Collected data:

»»

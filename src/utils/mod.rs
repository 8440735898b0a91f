//! Low-level system utilities: CPU affinity, aligned memory, cycle timing.

pub mod affinity;
pub mod mem;
pub mod time;

pub use affinity::pin_to_cpu;
pub use mem::{bind_to_local_node, AlignedBuf};
pub use time::{cycles, wait_cycles};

««

EXERCISE GOAL: Every record must be output again with its wording unchanged.

RESULT:
filename src/utils/mod.rs
repository 8440735898b0a91f
//! Low-level system utilities: CPU affinity, aligned memory, cycle timing.

pub mod affinity;
pub mod mem;
pub mod time;

pub use affinity::pin_to_cpu;
pub use mem::{bind_to_local_node, AlignedBuf};
pub use time::{cycles, wait_cycles};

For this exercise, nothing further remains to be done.